Still, other countries are developing this soft infrastructure and will be in a better position in the future to appropriate most of the economic gains from innovation.

The crucial issue, therefore, is how to boost domestic R&D and innovative activity. However, as US economist Tyler Cowen and others have pointed out – developed countries may have reached a plateau in innovation. The Economist notes, “...economic engines in the rich world are running ever slower as countries exhaust easy sources of rapid growth.”

Many technological advances in our parents’ and grandparents’ lives – air travel, television, antibiotics, automobiles and others too numerous to name, completely altered the daily flow of their lives in diverse ways. In comparison, apart from the admittedly revolutionary impact of information technology, have our lives been impacted, and will they continue to be impacted in a similar fashion? Have the low-hanging fruits of scientific discovery and technological applications already been plucked? There is, after all, no law in nature, science or in economics that suggests that transformative discoveries and inventions automatically follow from large amounts of money thrown into the effort.

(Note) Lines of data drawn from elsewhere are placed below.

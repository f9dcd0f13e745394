use async_graphql::*;
use std::sync::Arc;
use uuid::Uuid;

use crate::graphql::auth::middleware::require_admin;
use crate::graphql::workflows::{trigger_restate_workflow, WorkflowTriggerResult};
use rootsignal_core::ServerDeps;
use rootsignal_domains::findings::{Connection, Finding};

use super::types::*;

#[derive(Default)]
pub struct FindingMutation;

#[Object]
impl FindingMutation {
    /// Manually trigger investigation for a signal.
    async fn trigger_investigation(
        &self,
        ctx: &Context<'_>,
        signal_id: Uuid,
    ) -> Result<WorkflowTriggerResult> {
        require_admin(ctx)?;
        let deps = ctx.data::<Arc<ServerDeps>>()?;

        let pool = deps.pool();

        // Guard: prevent re-triggering while already in progress
        let current_status = sqlx::query_scalar::<_, Option<String>>(
            "SELECT investigation_status FROM signals WHERE id = $1",
        )
        .bind(signal_id)
        .fetch_one(pool)
        .await
        .map_err(|e| Error::new(format!("Signal not found: {e}")))?;

        if current_status.as_deref() == Some("in_progress") {
            return Err(Error::new("Investigation already in progress for this signal"));
        }

        // Mark the signal for investigation
        sqlx::query(
            "UPDATE signals SET needs_investigation = true, investigation_status = 'pending', investigation_reason = 'Manual trigger' WHERE id = $1",
        )
        .bind(signal_id)
        .execute(pool)
        .await
        .map_err(|e| Error::new(format!("Failed to flag signal: {e}")))?;

        let key = format!("why-{}-{}", signal_id, chrono::Utc::now().timestamp());
        trigger_restate_workflow(
            deps,
            "WhyInvestigationWorkflow",
            &key,
            serde_json::json!({ "signal_id": signal_id.to_string() }),
        )
        .await
    }

    /// Admin override: update finding status.
    async fn update_finding_status(
        &self,
        ctx: &Context<'_>,
        id: Uuid,
        status: FindingStatus,
    ) -> Result<GqlFinding> {
        require_admin(ctx)?;
        let pool = ctx.data_unchecked::<sqlx::PgPool>();
        let finding = Finding::update_status(id, status.as_str(), pool).await?;
        Ok(GqlFinding::from(finding))
    }

    /// Manually create a connection between nodes.
    async fn create_connection(
        &self,
        ctx: &Context<'_>,
        from_type: String,
        from_id: Uuid,
        to_type: String,
        to_id: Uuid,
        role: String,
        causal_quote: Option<String>,
    ) -> Result<GqlConnection> {
        require_admin(ctx)?;
        let pool = ctx.data_unchecked::<sqlx::PgPool>();
        let conn = Connection::create(
            &from_type,
            from_id,
            &to_type,
            to_id,
            &role,
            causal_quote.as_deref(),
            Some(1.0), // manual connections are high confidence
            pool,
        )
        .await?;
        Ok(GqlConnection::from(conn))
    }
}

This is not to suggest that the wheels of innovation have run aground, but perhaps that we are in a more transitional stage of innovation, the one-more-blade-in-the-razor-makes-a-better-shave or the one-more-me-too-drug moment. Also, much of the time savings and enhanced convenience of many innovations are not reflected in statistics, particularly if the monetization of these advances is problematic for whatever reason.

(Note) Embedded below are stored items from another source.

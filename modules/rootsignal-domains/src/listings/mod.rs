pub mod models;
pub mod restate;

pub use models::listing::{
    Listing, ListingDetail, ListingFilters, ListingStats, ListingWithDistance, TagCount,
};
pub use restate::{ListingsService, ListingsServiceImpl};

Perhaps innovation develops in punctuated equilibria, in fits and starts, and we could be in a stage of temporary stasis.Or, the slowdown is a result of the preponderant share of services in the economies of developed countries. Productivity growth in many services activities is problematic. Most of our past breakthroughs have involved tangible goods, and even services provision and delivery is ultimately manufacturing dependent. While the question – where is the next wave of high-paying jobs going to come from – is particularly acute for developed countries, it is a global issue. Indeed, rapid manufacturing productivity growth in places like China and the increase in services sectors have resulted in stagnation in manufacturing employment there.  

The continuing twin problems of low employment growth and inequality in the US are facing the twin specters of slowing innovation and globalization.

Ashok Bardhan is an economist at UC Berkeley.